Pasqua devant un tribunal pour la première fois

Publié le par Cyril

Mis en examen dans plusieurs affaires financières, c'est la première fois que le sénateur UMP des Hauts-de-Seine comparaît devant un tribunal. Cela va se passer à partir de lundi, à Paris, en correctionnelle, devant la 11e chambre. Et cela va durer jusqu'au 28 novembre, à raison de trois audiences par semaine.
 
Charles Pasqua, âgé de 80 ans, va devoir s'expliquer sur le financement illégal présumé de sa campagne pour les élections européennes de 1999. Une campagne où il menait la liste du Rassemblement pour la France (RPF), en compagnie de Philippe de Villiers. Précisément, l'ancien ministre de l'Intérieur va devoir répondre de "faux", "financement illégal de campagne électorale" et "abus de confiance", et ce au terme d'une instruction menée pendant cinq ans par le juge Courroye, aujourd'hui procureur de Nanterre.
 
Une importante plus value
 
A côté de Charles Pasqua sur le banc des prévenus : six personnes. Michel Tomi, Marthe Mondoloni, l'avocat Edgard Vincensini, Daniel Romo, Gilbert Musiquian et Robert Assadourian seront jugés pour leur participation présumée à un "financement illégal de campagne électorale".
 
La justice soupçonne un éventuel lien entre le financement de la campagne européenne de Charles Pasqua en 1999 et les profits tirés de la vente du casino d'Annemasse en 1995. Un an avant, alors qu'il était ministre de l'Intérieur, Charles Pasqua avait autorisé l'exploitation de ce casino, sans machine à sous, par l'un de ses proches, Robert Feliciaggi.
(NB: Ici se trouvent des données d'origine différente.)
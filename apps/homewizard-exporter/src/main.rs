use std::sync::Arc;

use hw_api::HttpApi;
use hw_observe::logger_init;
use hw_probe::{CancellationToken, HttpProber};
use tracing::info;

mod config;
use config::ExporterConfig;

#[tokio::main]
async fn main() -> Result<(), Box<dyn std::error::Error>> {
    // 1) Config + logger
    let cfg = ExporterConfig::from_env()?;
    logger_init(&cfg.logger)?;
    info!(format = %cfg.logger.format, level = %cfg.logger.level, "logger initialized");

    // 2) Prober + router
    let prober = HttpProber::new(&cfg.probe)?;
    let shutdown = CancellationToken::new();
    let app = HttpApi::new(Arc::new(prober))
        .with_timeout(cfg.probe.timeout())
        .with_shutdown(shutdown.clone())
        .router();

    // 3) Serve
    let listener = tokio::net::TcpListener::bind(&cfg.listen_addr).await?;
    info!("starting homewizard exporter on {}", cfg.listen_addr);

    axum::serve(listener, app)
        .with_graceful_shutdown(shutdown_signal(shutdown))
        .await?;

    info!("server closed");
    Ok(())
}

/// Resolves on Ctrl+C or SIGTERM and cancels in-flight probes.
async fn shutdown_signal(shutdown: CancellationToken) {
    let ctrl_c = async {
        if let Err(e) = tokio::signal::ctrl_c().await {
            tracing::error!(error = %e, "failed to listen for ctrl-c");
            std::future::pending::<()>().await;
        }
    };

    #[cfg(unix)]
    let terminate = async {
        match tokio::signal::unix::signal(tokio::signal::unix::SignalKind::terminate()) {
            Ok(mut sig) => {
                sig.recv().await;
            }
            Err(e) => {
                tracing::error!(error = %e, "failed to listen for SIGTERM");
                std::future::pending::<()>().await;
            }
        }
    };

    #[cfg(not(unix))]
    let terminate = std::future::pending::<()>();

    tokio::select! {
        _ = ctrl_c => {},
        _ = terminate => {},
    }

    info!("shutting down...");
    shutdown.cancel();
}
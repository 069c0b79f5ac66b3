use async_trait::async_trait;
use hw_model::DeviceStatus;
use hw_prometheus::{DeviceGauges, Registry};
use reqwest::StatusCode;
use tracing::{debug, warn};

use crate::{
    config::{ProbeConfig, data_url},
    context::ProbeContext,
    error::ProbeError,
};

/// Fills a scrape registry with device metrics.
///
/// Implementations register their gauges against `registry` before doing
/// any I/O so the exposed metric set does not depend on the outcome.
#[async_trait]
pub trait Prober: Send + Sync + 'static {
    /// Probe `target` once. Returns `true` when the device gauges hold fresh values.
    async fn probe(&self, ctx: &ProbeContext, target: &str, registry: &Registry) -> bool;
}

/// Prober for the HomeWizard P1 meter local API.
#[derive(Debug, Clone)]
pub struct HttpProber {
    client: reqwest::Client,
}

impl HttpProber {
    pub fn new(config: &ProbeConfig) -> Result<Self, ProbeError> {
        let client = reqwest::Client::builder()
            .timeout(config.timeout())
            .build()
            .map_err(ProbeError::Client)?;
        Ok(Self { client })
    }

    async fn fetch(&self, target: &str) -> Result<DeviceStatus, ProbeError> {
        let url = data_url(target);
        debug!(%url, "querying device");

        let response = self.client.get(url).send().await?;
        let status = response.status();
        if status != StatusCode::OK {
            return Err(ProbeError::Status(status.as_u16()));
        }

        let body = response.bytes().await?;
        Ok(serde_json::from_slice(&body)?)
    }
}

#[async_trait]
impl Prober for HttpProber {
    async fn probe(&self, ctx: &ProbeContext, target: &str, registry: &Registry) -> bool {
        let gauges = match DeviceGauges::register(registry) {
            Ok(gauges) => gauges,
            Err(e) => {
                warn!(device = %target, error = %e, "failed to register device gauges");
                return false;
            }
        };

        match ctx.run(self.fetch(target)).await {
            Ok(status) => {
                gauges.apply(&status);
                true
            }
            Err(e @ ProbeError::Decode(_)) => {
                warn!(device = %target, error = %e, "failed to decode data from homewizard target");
                false
            }
            Err(e) => {
                warn!(device = %target, error = %e, "failed to query homewizard target");
                false
            }
        }
    }
}
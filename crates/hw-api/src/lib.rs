mod error;
pub use error::ApiError;

mod http;
pub use http::HttpApi;
//! Neon Asteroids entry point
//!
//! The web build is driven entirely through `bridge::Game` by the JS
//! renderer; the native binary runs a short headless demo of the simulation.

#[cfg(not(target_arch = "wasm32"))]
fn main() {
    use glam::Vec2;
    use neon_asteroids::consts::SIM_DT;
    use neon_asteroids::sim::{GameState, TickInput, tick};

    env_logger::init();
    log::info!("Neon Asteroids (native) starting...");

    // Headless demo: sweep the "hand" in a slow circle for thirty simulated
    // seconds and report what the sim did.
    let seed = 0xA57E_401D;
    let mut state = GameState::new(seed);
    let ticks = (30.0 / SIM_DT) as u64;
    for i in 0..ticks {
        let t = i as f32 * SIM_DT;
        let hand = Vec2::new((t * 0.8).cos() * 0.6, (t * 0.8).sin() * 0.4);
        let input = TickInput {
            hand: Some(hand),
            pause: false,
        };
        tick(&mut state, &input, SIM_DT);
    }

    log::info!(
        "demo finished: score={} asteroids={} projectiles={}",
        state.score,
        state.asteroids.len(),
        state.projectiles.len()
    );
    println!("Seed {seed}: score {} after 30 simulated seconds", state.score);
    println!("Build for wasm32 to play with hand tracking and the 3D renderer.");
}

#[cfg(target_arch = "wasm32")]
fn main() {
    // WASM entry points live in `bridge`; this is just to satisfy the compiler.
}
En 1995, ce dernier l'avait revendu avec une importante plus-value. Robert Feliciaggi, élu territorial corse était également poursuivi dans cette affaire. Mais il a été assassiné à Ajaccio en mars 2006.
 
Selon l'hypothèse de la justice, une partie du produit de la revente aurait servi à financer la campagne européenne du RPF, via une avance de 7,5 millions de francs (1,1 million d'euros) de Marthe Mondolini, patronne du PMU au Gabon. Celle-ci devra répondre de "recel de corruption active" et de "complicité de financement illégal de campagne électorale". Le père de Marthe Mondolini, Michel Tomi, proche de Charles Pasqua, est renvoyé pour "corruption active" et "financement illégal de campagne électorale" et "faux". Me Edgard Vincensini et Daniel Romo sont renvoyés pour "faux".
 
Pasqua présent
 
Charles Pasqua a été deux fois ministre de l'Intérieur, de 1986 à 1988 et de 1993 à 1995. Sur l'autorisation d'exploitation du casino, délivrée en tant que ministre, Charles Pasqua est mis en examen devant la Cour de justice de la République (CJR), seule juridiction habilitée à enquêter et à se prononcer sur des faits délictueux commis par un ministre dans l'exercice de ses fonctions.
 
Il sera présent à son procès et son avocat compte sur une relaxe car, a déclaré à l'AFP Me Léon Lef Forster, "les charges retenues contre lui me paraissent inexistantes". Sur le fond, Charles Pasqua "a toujours affirmé ne pas avoir reçu de don pour financer sa campagne européenne", a fait valoir son avocat. Sur la forme, Charles Pasqua déposera d'entrée une demande de renvoi car il sera devant le tribunal correctionnel "dans l'impossibilité de s'expliquer sur des faits qui font l'objet d'une instruction en cours devant une autre juridiction", la CJR, alors que ces faits seront évoqués dans le cas des coprévenus, a expliqué le défenseur.